The charge stems from the shooting deaths of two civilians, one of them
nike basketball shoes mentally retarded, by police officers on the Danziger Bridge in eastern New Orleans on Sept. 4, 2005, as floodwaters filled the city. The police officers had claimed they were responding to gunfire. Four other civilians were shot and seriously wounded.
A bill of information, which was unsealed on Wednesday, describes Lt. Michael Lohman, who was working at a temporary headquarters nearby, arriving at the bridge and seeing dead and wounded civilians, none of whom had weapons. Concluding that the shooting was “legally unjustified,” he spoke to officers at the scene who were already planning to lie about the shootings, according to prosecutors.
Lieutenant Lohman and another investigator did little to examine the scene, and later encouraged two police sergeants involved to go back to the bridge and dispose of shell casings that were left behind, according to the bill of information.
Lieutenant Lohman was expected to plead guilty to the charge against him in federal court on Wednesday afternoon.
The bill of information describes how Lieutenant Lohman and others who were involved in the investigation repeatedly helped officers who were involved to modify their stories to make them sound more believable. They made up details, like a claim that one of the people who was shot had reached for a “shiny object” in his waistband. One of the investigators was accused of planting a gun at the scene.
At one point, the bill of information says, Lieutenant Lohman was frustrated that the cover-up story in the report, which was drafted by a police sergeant, “was not logical,” so he “personally drafted up a 17-page false report”
Tim Duncan and provided it to the sergeant to submit as the official report. Lieutenant Lohman is also described as lying in an interview he gave to the F.B.I. in May of last year.
At least two other officers have received target letters in the federal investigation, one of whom was assigned to the investigation and another who was involved in the shooting.
The charge against Lieutenant Lohman shows the scope of the federal probe, which goes beyond the actual shooting to the activities of the police who were assigned to look into the deaths.
In 2006, the seven officers who were directly involved in the shooting were charged with murder and attempted murder, but the charges were dismissed in late 2008 by a judge who cited improprieties in the handling of the case.

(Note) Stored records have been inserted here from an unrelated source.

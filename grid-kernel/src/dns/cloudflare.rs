//! Cloudflare DNS over the v4 REST API (bearer API token).
//!
//! Zones are addressed by name in the public API and resolved to Cloudflare
//! zone ids on each call. Record ids are Cloudflare's own and are passed
//! through unchanged.

use super::{DnsProvider, DNS_TIMEOUT};
use crate::config::CloudflareConf;
use crate::error::{GridError, GridResult};
use crate::models::{DnsEntry, DnsRecord};
use async_trait::async_trait;
use reqwest::{Method, StatusCode};
use serde::de::DeserializeOwned;
use serde::{Deserialize, Serialize};
use tracing::debug;

const NAME: &str = "cloudflare";
const API_BASE: &str = "https://api.cloudflare.com/client/v4";
const PAGE_SIZE: u32 = 100;

pub struct Cloudflare {
    http: reqwest::Client,
    base: String,
    token: String,
}

#[derive(Deserialize)]
struct ApiResponse<T> {
    success: bool,
    #[serde(default)]
    errors: Vec<ApiMessage>,
    result: Option<T>,
    #[serde(default)]
    result_info: Option<ResultInfo>,
}

#[derive(Deserialize)]
struct ApiMessage {
    #[serde(default)]
    code: i64,
    message: String,
}

#[derive(Deserialize)]
struct ResultInfo {
    #[serde(default)]
    page: u32,
    #[serde(default)]
    total_pages: u32,
}

#[derive(Deserialize)]
struct Zone {
    id: String,
}

#[derive(Deserialize)]
struct CfRecord {
    id: String,
    #[serde(rename = "type")]
    record_type: String,
    name: String,
    content: String,
    #[serde(default)]
    ttl: u32,
}

#[derive(Serialize)]
struct CfRecordBody<'a> {
    #[serde(rename = "type")]
    record_type: &'a str,
    name: &'a str,
    content: &'a str,
    ttl: u32,
}

impl<'a> From<&'a DnsRecord> for CfRecordBody<'a> {
    fn from(r: &'a DnsRecord) -> Self {
        // ttl 1 = "automatic" côté Cloudflare
        Self { record_type: &r.record_type, name: &r.name, content: &r.content, ttl: r.ttl.max(1) }
    }
}

impl CfRecord {
    fn into_entry(self, zone: &str) -> DnsEntry {
        DnsEntry {
            id: self.id,
            domain: zone.to_string(),
            record_type: self.record_type,
            name: self.name,
            content: self.content,
            ttl: self.ttl,
            provider: NAME.to_string(),
        }
    }
}

impl Cloudflare {
    pub fn new(conf: &CloudflareConf) -> GridResult<Self> {
        Self::with_base_url(conf, API_BASE)
    }

    pub fn with_base_url(conf: &CloudflareConf, base: &str) -> GridResult<Self> {
        let http = reqwest::Client::builder()
            .timeout(DNS_TIMEOUT)
            .build()
            .map_err(|e| GridError::Config(format!("cloudflare http client: {e}")))?;
        Ok(Self { http, base: base.trim_end_matches('/').to_string(), token: conf.api_token.clone() })
    }

    /// Appel brut : renvoie `result` et la pagination, ou l'erreur de l'API
    async fn call<T: DeserializeOwned>(
        &self,
        method: Method,
        path: &str,
        query: &[(&str, String)],
        body: Option<&CfRecordBody<'_>>,
    ) -> GridResult<(Option<T>, Option<ResultInfo>)> {
        let url = format!("{}{path}", self.base);
        debug!("{method} {url}");

        let mut req = self.http.request(method, &url).bearer_auth(&self.token).query(query);
        if let Some(body) = body {
            req = req.json(body);
        }
        let resp = req.send().await.map_err(|e| transport_error(path, e))?;
        let status = resp.status();
        if status == StatusCode::NOT_FOUND {
            return Err(GridError::not_found(NAME, path));
        }

        let parsed: ApiResponse<T> = resp
            .json()
            .await
            .map_err(|e| GridError::provider(NAME, format!("{path}: {status}: {e}")))?;
        if !parsed.success || !status.is_success() {
            let detail = parsed
                .errors
                .iter()
                .map(|m| format!("{} ({})", m.message, m.code))
                .collect::<Vec<_>>()
                .join("; ");
            return Err(GridError::provider(NAME, format!("{path}: {status}: {detail}")));
        }
        Ok((parsed.result, parsed.result_info))
    }

    /// Toutes les pages d'un listing (`per_page` max)
    async fn list_all<T: DeserializeOwned>(&self, path: &str, filters: &[(&str, String)]) -> GridResult<Vec<T>> {
        let mut out = Vec::new();
        let mut page = 1;
        loop {
            let mut query = filters.to_vec();
            query.push(("per_page", PAGE_SIZE.to_string()));
            query.push(("page", page.to_string()));
            let (items, info) = self.call::<Vec<T>>(Method::GET, path, &query, None).await?;
            out.extend(items.unwrap_or_default());
            match info {
                Some(i) if i.page < i.total_pages => page = i.page + 1,
                _ => break,
            }
        }
        Ok(out)
    }

    async fn zone_id(&self, zone: &str) -> GridResult<String> {
        let zones: Vec<Zone> = self.list_all("/zones", &[("name", zone.to_string())]).await?;
        zones
            .into_iter()
            .next()
            .map(|z| z.id)
            .ok_or_else(|| GridError::not_found("cloudflare zones", zone))
    }
}

fn transport_error(path: &str, err: reqwest::Error) -> GridError {
    if err.is_timeout() {
        GridError::Timeout(format!("{NAME} {path}"))
    } else {
        GridError::provider(NAME, format!("{path}: {err}"))
    }
}

#[async_trait]
impl DnsProvider for Cloudflare {
    async fn list_entries(&self, zone: &str) -> GridResult<Vec<DnsEntry>> {
        let zid = self.zone_id(zone).await?;
        let records: Vec<CfRecord> = self.list_all(&format!("/zones/{zid}/dns_records"), &[]).await?;
        Ok(records.into_iter().map(|r| r.into_entry(zone)).collect())
    }

    async fn create_record(&self, zone: &str, record: &DnsRecord) -> GridResult<()> {
        let zid = self.zone_id(zone).await?;
        self.call::<CfRecord>(Method::POST, &format!("/zones/{zid}/dns_records"), &[], Some(&record.into()))
            .await?;
        Ok(())
    }

    async fn read_record(&self, zone: &str, id: &str) -> GridResult<DnsRecord> {
        let zid = self.zone_id(zone).await?;
        let (rec, _) = self.call::<CfRecord>(Method::GET, &format!("/zones/{zid}/dns_records/{id}"), &[], None).await?;
        let rec = rec.ok_or_else(|| GridError::not_found(zone, id))?;
        Ok(rec.into_entry(zone).to_record())
    }

    async fn update_record(&self, zone: &str, id: &str, record: &DnsRecord) -> GridResult<()> {
        let zid = self.zone_id(zone).await?;
        self.call::<CfRecord>(Method::PUT, &format!("/zones/{zid}/dns_records/{id}"), &[], Some(&record.into()))
            .await?;
        Ok(())
    }

    async fn delete_record(&self, zone: &str, id: &str) -> GridResult<()> {
        let zid = self.zone_id(zone).await?;
        self.call::<serde_json::Value>(Method::DELETE, &format!("/zones/{zid}/dns_records/{id}"), &[], None)
            .await?;
        Ok(())
    }

    async fn check_ip_usage(&self, ip: &str) -> GridResult<bool> {
        let zones: Vec<Zone> = self.list_all("/zones", &[]).await?;
        let filters = [("type", "A".to_string()), ("content", ip.to_string())];
        for zone in zones {
            let hits: Vec<CfRecord> = self.list_all(&format!("/zones/{}/dns_records", zone.id), &filters).await?;
            if hits.iter().any(|r| r.content == ip) {
                return Ok(true);
            }
        }
        Ok(false)
    }
}

#[cfg(test)]
mod tests {
    use super::*;
    use axum::extract::Query;
    use axum::routing::get;
    use axum::{Json, Router};
    use std::collections::HashMap;

    /// API Cloudflare locale : /zones renvoie une zone dont l'id est le `name` reçu
    async fn fake_api() -> Cloudflare {
        let app = Router::new().route(
            "/zones",
            get(|Query(q): Query<HashMap<String, String>>| async move {
                let name = q.get("name").cloned().unwrap_or_default();
                Json(serde_json::json!({
                    "success": true,
                    "errors": [],
                    "result": [{"id": name}],
                    "result_info": {"page": 1, "total_pages": 1}
                }))
            }),
        );
        let listener = tokio::net::TcpListener::bind("127.0.0.1:0").await.unwrap();
        let addr = listener.local_addr().unwrap();
        tokio::spawn(async move { axum::serve(listener, app).await });
        Cloudflare::with_base_url(&CloudflareConf::default(), &format!("http://{addr}")).unwrap()
    }

    #[tokio::test]
    async fn test_zone_name_is_query_encoded() {
        let cf = fake_api().await;
        assert_eq!(cf.zone_id("r&d.lab.dev").await.unwrap(), "r&d.lab.dev");
    }

    #[tokio::test]
    async fn test_upstream_404_is_not_found() {
        let cf = fake_api().await;
        let err = cf.read_record("lab.dev", "missing").await.unwrap_err();
        assert!(matches!(err, GridError::NotFound { .. }));
    }

    #[test]
    fn test_api_error_envelope() {
        let json = r#"{"success":false,"errors":[{"code":9109,"message":"Invalid access token"}],"result":null}"#;
        let parsed: ApiResponse<Vec<Zone>> = serde_json::from_str(json).unwrap();
        assert!(!parsed.success);
        assert_eq!(parsed.errors[0].code, 9109);
        assert!(parsed.result.is_none());
    }

    #[test]
    fn test_record_listing_to_entries() {
        let json = r#"{"success":true,"errors":[],"result":[
            {"id":"372e67954025e0ba6aaa6d586b9e0b59","type":"A","name":"nas.lab.dev","content":"192.168.1.20","ttl":1,"proxied":false}
        ],"result_info":{"page":1,"per_page":100,"total_pages":1,"count":1}}"#;
        let parsed: ApiResponse<Vec<CfRecord>> = serde_json::from_str(json).unwrap();
        let info = parsed.result_info.unwrap();
        assert_eq!((info.page, info.total_pages), (1, 1));

        let entry = parsed.result.unwrap().remove(0).into_entry("lab.dev");
        assert_eq!(entry.id, "372e67954025e0ba6aaa6d586b9e0b59");
        assert_eq!(entry.provider, "cloudflare");
        assert_eq!(entry.to_record().content, "192.168.1.20");
    }

    #[test]
    fn test_body_uses_automatic_ttl_for_zero() {
        let rec = DnsRecord {
            record_type: "A".into(),
            name: "nas".into(),
            content: "192.168.1.20".into(),
            ttl: 0,
            provider: Some("cloudflare".into()),
        };
        let body = serde_json::to_value(CfRecordBody::from(&rec)).unwrap();
        assert_eq!(body["ttl"], 1);
        assert_eq!(body["type"], "A");
        assert!(body.get("provider").is_none());
    }
}
//! Host identifier → runtime access address.
//!
//! A bare host name is looked up in the hosts bucket and turned into an
//! `ssh://user@ip` target using the first private address of the record.
//! Anything that already carries an access scheme is passed through untouched.

use crate::error::{GridError, GridResult};
use crate::models::HostRecord;
use crate::store::{get_json, CacheBuckets, SharedStore};
use tracing::debug;

const ACCESS_SCHEMES: [&str; 5] = ["ssh://", "tcp://", "unix://", "http://", "https://"];

#[derive(Clone)]
pub struct HostResolver {
    store: SharedStore,
    buckets: CacheBuckets,
    private_prefix: String,
}

impl HostResolver {
    pub fn new(store: SharedStore, buckets: CacheBuckets, private_prefix: impl Into<String>) -> Self {
        Self { store, buckets, private_prefix: private_prefix.into() }
    }

    pub fn private_prefix(&self) -> &str {
        &self.private_prefix
    }

    pub async fn resolve(&self, identifier: &str, user: &str) -> GridResult<String> {
        if has_access_scheme(identifier) {
            return Ok(identifier.to_string());
        }

        let host: HostRecord = match get_json(self.store.as_ref(), &self.buckets.hosts, identifier).await {
            Ok(host) => host,
            Err(GridError::NotFound { .. }) => return Err(GridError::HostUnknown(identifier.to_string())),
            Err(e) => return Err(e),
        };

        let ip = preferred_address(&host.ip, &self.private_prefix).ok_or_else(|| {
            GridError::HostUnknown(format!("{identifier} has no address in {}", self.private_prefix))
        })?;
        debug!("resolved {identifier} -> {ip}");
        Ok(format!("ssh://{user}@{ip}"))
    }
}

pub fn has_access_scheme(identifier: &str) -> bool {
    ACCESS_SCHEMES.iter().any(|s| identifier.starts_with(s))
}

/// Première adresse du réseau privé, dans l'ordre du record
pub fn preferred_address<'a>(ips: &'a [String], prefix: &str) -> Option<&'a str> {
    ips.iter().map(String::as_str).find(|ip| ip.starts_with(prefix))
}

The United States attorney’s office picked up the case soon after.
The federal investigation took place throughout 2009, during which dozens of police officers testified before grand juries, federal agents seized files from the police homicide division and Danziger Bridge was shut down for hours as agents looked for evidence.
Several other cases are under investigation by federal authorities, including the shooting death of Henry Glover, 31, whose remains were eventually discovered in a burned car parked behind a police station in the Algiers section of
Allen Iverson New Orleans. This case was brought to the attention of authorities by an article that appeared in The Nation magazine in December 2008 and at ProPublica.org.
A spokeswoman for the New Orleans Police Department declined to comment, citing the federal investigation.